News / Middle East

    Terror Expert: ISIL Aims to Maintain Sunni Support

    Demonstrators chant pro-al-Qaida-inspired Islamic State of Iraq and the Levant (ISIL) as they carry al-Qaida flags in front of the provincial government headquarters in Mosul, 225 miles (360 kilometers) northwest of Baghdad, Iraq, June 16, 2014.
    Demonstrators chant pro-al-Qaida-inspired Islamic State of Iraq and the Levant (ISIL) as they carry al-Qaida flags in front of the provincial government headquarters in Mosul, 225 miles (360 kilometers) northwest of Baghdad, Iraq, June 16, 2014.
    Victor Beattie
    As the United States prepares to engage with long-time foe Iran as part of a strategy to blunt the advance of the Sunni militant group known as the Islamic State of Iraq and the Levant (ISIL), a terrorist expert says the key to ISIL’s goal of creating an Islamic caliphate encompassing Syrian and Iraqi territory is maintaining the Sunni population's support.

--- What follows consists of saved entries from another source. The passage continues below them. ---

// Dotlanth
// Copyright (C) 2025 Synerthink

// This program is free software: you can redistribute it and/or modify
// it under the terms of the GNU Affero General Public License as published by
// the Free Software Foundation, either version 3 of the License, or
// (at your option) any later version.

// This program is distributed in the hope that it will be useful,
// but WITHOUT ANY WARRANTY; without even the implied warranty of
// MERCHANTABILITY or FITNESS FOR A PARTICULAR PURPOSE.  See the
// GNU Affero General Public License for more details.

// You should have received a copy of the GNU Affero General Public License
// along with this program.  If not, see <http://www.gnu.org/licenses/>.

//! Visibility rules
//!
//! Ordering: `Private < Assembly < FamilyAndAssembly < Family ~ FamilyOrAssembly < Public`.
//! Narrowing breaks callers. Widening an overridable protected member to
//! public breaks derived types that override it with `protected`.

use super::{DifferenceRule, RuleContext, TypeScope, member_name};
use crate::diff::{DifferenceType, Differences};
use crate::mapping::Pair;
use crate::symbols::{MemberSymbol, TypeSymbol, Visibility};

/// Whether moving from `left` to `right` removes access for some caller
pub fn is_more_restrictive(left: Visibility, right: Visibility) -> bool {
    right.rank() < left.rank()
}

/// Whether an overridable member moved from protected to public
pub fn is_more_visible_override(left: Visibility, right: Visibility) -> bool {
    matches!(left, Visibility::Family | Visibility::FamilyOrAssembly) && right == Visibility::Public
}

pub struct CannotMakeMoreRestrictive;

impl DifferenceRule for CannotMakeMoreRestrictive {
    fn id(&self) -> &'static str {
        "CannotMakeMoreRestrictive"
    }

    fn diff_type(&self, ctx: &RuleContext<'_>, _scope: TypeScope<'_>, types: Pair<&TypeSymbol>, out: &mut Differences) -> DifferenceType {
        let Some((left, right)) = types.both() else {
            return DifferenceType::Unknown;
        };
        if !is_more_restrictive(left.visibility, right.visibility) {
            return DifferenceType::Unknown;
        }
        out.add_incompatible(
            self.id(),
            format!(
                "Visibility of type '{}' is reduced from '{}' to '{}' in the {}.",
                left.full_name(),
                left.visibility,
                right.visibility,
                ctx.implementation
            ),
        );
        DifferenceType::Changed
    }

    fn diff_member(&self, ctx: &RuleContext<'_>, declaring: Pair<&TypeSymbol>, members: Pair<&MemberSymbol>, out: &mut Differences) -> DifferenceType {
        let Some((left, right)) = members.both() else {
            return DifferenceType::Unknown;
        };
        let Some((left_type, _)) = declaring.both() else {
            return DifferenceType::Unknown;
        };
        if !is_more_restrictive(left.visibility, right.visibility) {
            return DifferenceType::Unknown;
        }
        out.add_incompatible(
            self.id(),
            format!(
                "Visibility of member '{}' is reduced from '{}' to '{}' in the {}.",
                member_name(left_type, left),
                left.visibility,
                right.visibility,
                ctx.implementation
            ),
        );
        DifferenceType::Changed
    }
}

pub struct CannotMakeMoreVisible;

impl DifferenceRule for CannotMakeMoreVisible {
    fn id(&self) -> &'static str {
        "CannotMakeMoreVisible"
    }

    fn diff_member(&self, ctx: &RuleContext<'_>, declaring: Pair<&TypeSymbol>, members: Pair<&MemberSymbol>, out: &mut Differences) -> DifferenceType {
        let Some((left, right)) = members.both() else {
            return DifferenceType::Unknown;
        };
        let Some((left_type, right_type)) = declaring.both() else {
            return DifferenceType::Unknown;
        };
        if !left.is_overridable() || right_type.is_effectively_sealed() {
            return DifferenceType::Unknown;
        }
        if !is_more_visible_override(left.visibility, right.visibility) {
            return DifferenceType::Unknown;
        }
        out.add_incompatible(
            self.id(),
            format!(
                "Visibility of overridable member '{}' is widened from '{}' to '{}' in the {}.",
                member_name(left_type, left),
                left.visibility,
                right.visibility,
                ctx.implementation
            ),
        );
        DifferenceType::Changed
    }
}

#[cfg(test)]
mod tests {
    use super::super::test_support::*;
    use super::*;
    use crate::symbols::member::VOID;
    use test_case::test_case;

    #[test_case(Visibility::Public, Visibility::Family => true)]
    #[test_case(Visibility::Public, Visibility::Public => false)]
    #[test_case(Visibility::Family, Visibility::FamilyOrAssembly => false; "family variants are interchangeable")]
    #[test_case(Visibility::FamilyOrAssembly, Visibility::Family => false)]
    #[test_case(Visibility::Family, Visibility::FamilyAndAssembly => true)]
    #[test_case(Visibility::Assembly, Visibility::Private => true)]
    #[test_case(Visibility::Private, Visibility::Public => false)]
    fn test_is_more_restrictive(left: Visibility, right: Visibility) -> bool {
        is_more_restrictive(left, right)
    }

    #[test_case(Visibility::Family, Visibility::Public => true)]
    #[test_case(Visibility::FamilyOrAssembly, Visibility::Public => true)]
    #[test_case(Visibility::Public, Visibility::Public => false)]
    #[test_case(Visibility::Public, Visibility::Family => false; "narrowing is not widening")]
    #[test_case(Visibility::Assembly, Visibility::Public => false)]
    fn test_is_more_visible_override(left: Visibility, right: Visibility) -> bool {
        is_more_visible_override(left, right)
    }

    fn run_members(left: MemberSymbol, right: MemberSymbol) -> Differences {
        let fixture = Fixture::new(single(TypeSymbol::class("N", "C").with_member(left)), single(TypeSymbol::class("N", "C").with_member(right)));
        let declaring = Pair::new(Some(fixture.left_type("N.C")), Some(fixture.right_type("N.C")));
        let members = Pair::new(Some(&fixture.left_type("N.C").members[0]), Some(&fixture.right_type("N.C").members[0]));
        let ctx = fixture.context();
        let mut out = Differences::new();
        CannotMakeMoreRestrictive.diff_member(&ctx, declaring, members, &mut out);
        CannotMakeMoreVisible.diff_member(&ctx, declaring, members, &mut out);
        out
    }

    #[test]
    fn test_narrowed_member() {
        let out = run_members(MemberSymbol::method("M", VOID), MemberSymbol::method("M", VOID).with_visibility(Visibility::Family));
        assert_eq!(out.len(), 1);
        assert_eq!(out.iter().next().unwrap().message, "Visibility of member 'N.C.M()' is reduced from 'public' to 'protected' in the implementation.");
    }

    #[test]
    fn test_widened_overridable_member() {
        let out = run_members(
            MemberSymbol::method("M", VOID).virtual_().with_visibility(Visibility::Family),
            MemberSymbol::method("M", VOID).virtual_(),
        );
        assert_eq!(out.iter().map(|d| d.id.as_str()).collect::<Vec<_>>(), vec!["CannotMakeMoreVisible"]);
    }

    #[test]
    fn test_widened_non_virtual_member_is_fine() {
        let out = run_members(MemberSymbol::method("M", VOID).with_visibility(Visibility::Family), MemberSymbol::method("M", VOID));
        assert!(out.is_empty());
    }

    #[test]
    fn test_public_contract_member_never_widens() {
        for right in [Visibility::Public, Visibility::Family, Visibility::FamilyOrAssembly, Visibility::Assembly, Visibility::Private] {
            let out = run_members(MemberSymbol::method("M", VOID).virtual_(), MemberSymbol::method("M", VOID).virtual_().with_visibility(right));
            assert!(out.iter().all(|d| d.id != "CannotMakeMoreVisible"));
        }
    }

    #[test]
    fn test_narrowed_type() {
        let fixture = Fixture::new(
            single(TypeSymbol::class("N", "Outer+Inner")),
            single(TypeSymbol::class("N", "Outer+Inner").with_visibility(Visibility::FamilyAndAssembly)),
        );
        let types = Pair::new(Some(fixture.left_type("N.Outer+Inner")), Some(fixture.right_type("N.Outer+Inner")));
        let mut out = Differences::new();
        assert_eq!(CannotMakeMoreRestrictive.diff_type(&fixture.context(), top_level(&fixture), types, &mut out), DifferenceType::Changed);
    }
}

    Greg Barton, who co-directs the Center for Islam and the Modern World at Australia’s Monash University, says US-Iranian consultation would be significant, suggesting Iran prefers to see a stable Iraq under friendly Shi’ite Prime Minister Nouri al-Maliki to an unstable and hostile Sunni jihadist movement in Iraq that poses a threat to its own security.

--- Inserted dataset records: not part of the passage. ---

// Dotlanth
// Copyright (C) 2025 Synerthink

// This program is free software: you can redistribute it and/or modify
// it under the terms of the GNU Affero General Public License as published by
// the Free Software Foundation, either version 3 of the License, or
// (at your option) any later version.

// This program is distributed in the hope that it will be useful,
// but WITHOUT ANY WARRANTY; without even the implied warranty of
// MERCHANTABILITY or FITNESS FOR A PARTICULAR PURPOSE.  See the
// GNU Affero General Public License for more details.

// You should have received a copy of the GNU Affero General Public License
// along with this program.  If not, see <http://www.gnu.org/licenses/>.

//! Inheritance contract rules: abstract, sealed and virtual changes

use super::{DifferenceRule, RuleContext, TypeScope, member_name};
use crate::diff::{DifferenceType, Differences};
use crate::mapping::Pair;
use crate::symbols::{MemberSymbol, TypeKind, TypeSymbol};

pub struct CannotMakeAbstract;

impl DifferenceRule for CannotMakeAbstract {
    fn id(&self) -> &'static str {
        "CannotMakeAbstract"
    }

    fn diff_type(&self, ctx: &RuleContext<'_>, _scope: TypeScope<'_>, types: Pair<&TypeSymbol>, out: &mut Differences) -> DifferenceType {
        let Some((left, right)) = types.both() else {
            return DifferenceType::Unknown;
        };
        if left.kind != TypeKind::Class || left.is_abstract || !right.is_abstract {
            return DifferenceType::Unknown;
        }
        out.add_incompatible(
            self.id(),
            format!("Type '{}' is abstract in the {} but is not abstract in the {}.", right.full_name(), ctx.implementation, ctx.contract),
        );
        DifferenceType::Changed
    }

    fn diff_member(&self, ctx: &RuleContext<'_>, declaring: Pair<&TypeSymbol>, members: Pair<&MemberSymbol>, out: &mut Differences) -> DifferenceType {
        let Some((left, right)) = members.both() else {
            return DifferenceType::Unknown;
        };
        let Some((left_type, _)) = declaring.both() else {
            return DifferenceType::Unknown;
        };
        if left_type.is_interface() || left.is_abstract || !right.is_abstract {
            return DifferenceType::Unknown;
        }
        out.add_incompatible(
            self.id(),
            format!("Member '{}' is abstract in the {} but is not abstract in the {}.", member_name(left_type, left), ctx.implementation, ctx.contract),
        );
        DifferenceType::Changed
    }
}

/// A new abstract member on a class that could already be derived from
pub struct CannotAddAbstractMembers;

impl DifferenceRule for CannotAddAbstractMembers {
    fn id(&self) -> &'static str {
        "CannotAddAbstractMembers"
    }

    fn diff_member(&self, ctx: &RuleContext<'_>, declaring: Pair<&TypeSymbol>, members: Pair<&MemberSymbol>, out: &mut Differences) -> DifferenceType {
        let Some(member) = members.right_only() else {
            return DifferenceType::Unknown;
        };
        let Some((left_type, right_type)) = declaring.both() else {
            return DifferenceType::Unknown;
        };
        if !member.is_abstract || right_type.kind != TypeKind::Class || left_type.is_effectively_sealed() {
            return DifferenceType::Unknown;
        }
        out.add_incompatible(
            self.id(),
            format!("Member '{}' is abstract in the {} but is missing in the {}.", member_name(right_type, member), ctx.implementation, ctx.contract),
        );
        DifferenceType::Added
    }
}

pub struct CannotSealType;

impl DifferenceRule for CannotSealType {
    fn id(&self) -> &'static str {
        "CannotSealType"
    }

    fn diff_type(&self, ctx: &RuleContext<'_>, _scope: TypeScope<'_>, types: Pair<&TypeSymbol>, out: &mut Differences) -> DifferenceType {
        let Some((left, right)) = types.both() else {
            return DifferenceType::Unknown;
        };
        if left.kind != TypeKind::Class || left.is_effectively_sealed() || !right.is_effectively_sealed() {
            return DifferenceType::Unknown;
        }
        let how = if right.is_sealed { "sealed" } else { "effectively sealed (it has no visible constructor)" };
        out.add_incompatible(
            self.id(),
            format!("Type '{}' is {} in the {} but not sealed in the {}.", right.full_name(), how, ctx.implementation, ctx.contract),
        );
        DifferenceType::Changed
    }
}

pub struct CannotMakeMemberNonVirtual;

impl DifferenceRule for CannotMakeMemberNonVirtual {
    fn id(&self) -> &'static str {
        "CannotMakeMemberNonVirtual"
    }

    fn diff_member(&self, ctx: &RuleContext<'_>, declaring: Pair<&TypeSymbol>, members: Pair<&MemberSymbol>, out: &mut Differences) -> DifferenceType {
        let Some((left, right)) = members.both() else {
            return DifferenceType::Unknown;
        };
        let Some((left_type, _)) = declaring.both() else {
            return DifferenceType::Unknown;
        };
        // nothing outside the assembly could override in these cases
        if left_type.is_interface() || left_type.is_effectively_sealed() {
            return DifferenceType::Unknown;
        }
        if !left.is_overridable() || right.is_overridable() {
            return DifferenceType::Unknown;
        }
        out.add_incompatible(
            self.id(),
            format!("Member '{}' is non-virtual in the {} but is virtual in the {}.", member_name(left_type, left), ctx.implementation, ctx.contract),
        );
        DifferenceType::Changed
    }
}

    "Perhaps they [Iran] can work with the Americans and others in getting the Maliki government to realize that the solution to what is happening is as much a political solution as a military solution," Barton said.
     
    Islamic State of Iraq and the Levant
     
    • Formed by members of al-Qaida-linked groups in Syria and Iraq
    • Aims to establish an Islamic emirate across Syria and Iraq
    • Led by Abu Bakr al-Baghdadi, former leader of al-Qaida in Iraq
    • Believed to have 5,000 to 7,000 fighters
    • Has launched high-profile attacks in both countries
    "The reason ISIL has taken so much territory is because local populations are so jaundiced towards Baghdad and, if Baghdad can work to build confidence with the Kurds in the northeast and with the Sunnis in the Sunni Triangle to the northwest of Baghdad, they have half a chance of using these tendencies of ISIL to outstay its welcome through its draconian moral policing and use it to their advantage and regain towns and cities, perhaps getting Mosul back," he added.

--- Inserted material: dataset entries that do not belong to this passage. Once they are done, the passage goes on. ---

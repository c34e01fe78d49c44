// Dotlanth
// Copyright (C) 2025 Synerthink

// This program is free software: you can redistribute it and/or modify
// it under the terms of the GNU Affero General Public License as published by
// the Free Software Foundation, either version 3 of the License, or
// (at your option) any later version.

// This program is distributed in the hope that it will be useful,
// but WITHOUT ANY WARRANTY; without even the implied warranty of
// MERCHANTABILITY or FITNESS FOR A PARTICULAR PURPOSE.  See the
// GNU Affero General Public License for more details.

// You should have received a copy of the GNU Affero General Public License
// along with this program.  If not, see <http://www.gnu.org/licenses/>.

//! `rules` command: list the built-in rules

use anyhow::Result;
use apicompat_core::rules::RuleRegistry;
use std::io::Write;

pub fn list_rules(out: &mut dyn Write) -> Result<()> {
    for (id, optional) in RuleRegistry::default().describe() {
        if optional {
            writeln!(out, "{} (optional)", id)?;
        } else {
            writeln!(out, "{}", id)?;
        }
    }
    Ok(())
}

#[cfg(test)]
mod tests {
    use super::*;

    #[test]
    fn test_list_rules() {
        let mut buffer = Vec::new();
        list_rules(&mut buffer).unwrap();
        let text = String::from_utf8(buffer).unwrap();
        assert!(text.starts_with("MatchingAssemblyDoesNotExist\n"));
        assert!(text.contains("ParameterNamesCannotChange (optional)\n"));
        assert_eq!(text.lines().count(), 18);
    }
}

    Barton says ISIL’s goal is not marching on Baghdad, but establishing an Islamic caliphate encompassing eastern Syria and north-central Iraq.  He says they have nearly achieved that, but whether they can keep the territory captured remains an open question.  The brutal occupation, he says, could turn the Sunni population against them.

    Al-Jazeera reports the source of ISIL’s funding and power remains unclear.  According to Barton, state funding is complicated to prove but private giving is not.

    "There are a lot of private donations coming out of Saudi Arabia, Qatar and Kuwait and the other Gulf states," Barton noted. "In more recent times, it [ISIL] has its own source of funding controlling gas and oil fields in the east of Syria that gives it a revenue stream and now, having overrun Mosul, it acquired a lot of cash and gold bullion and military hardware. 

    "So, it’s probably sitting pretty as far as financial resources and military hardware goes.  The key thing is whether it can hold the social capital it currently enjoys with the support of Sunnis in the north of Iraq and the east of Syria," he added.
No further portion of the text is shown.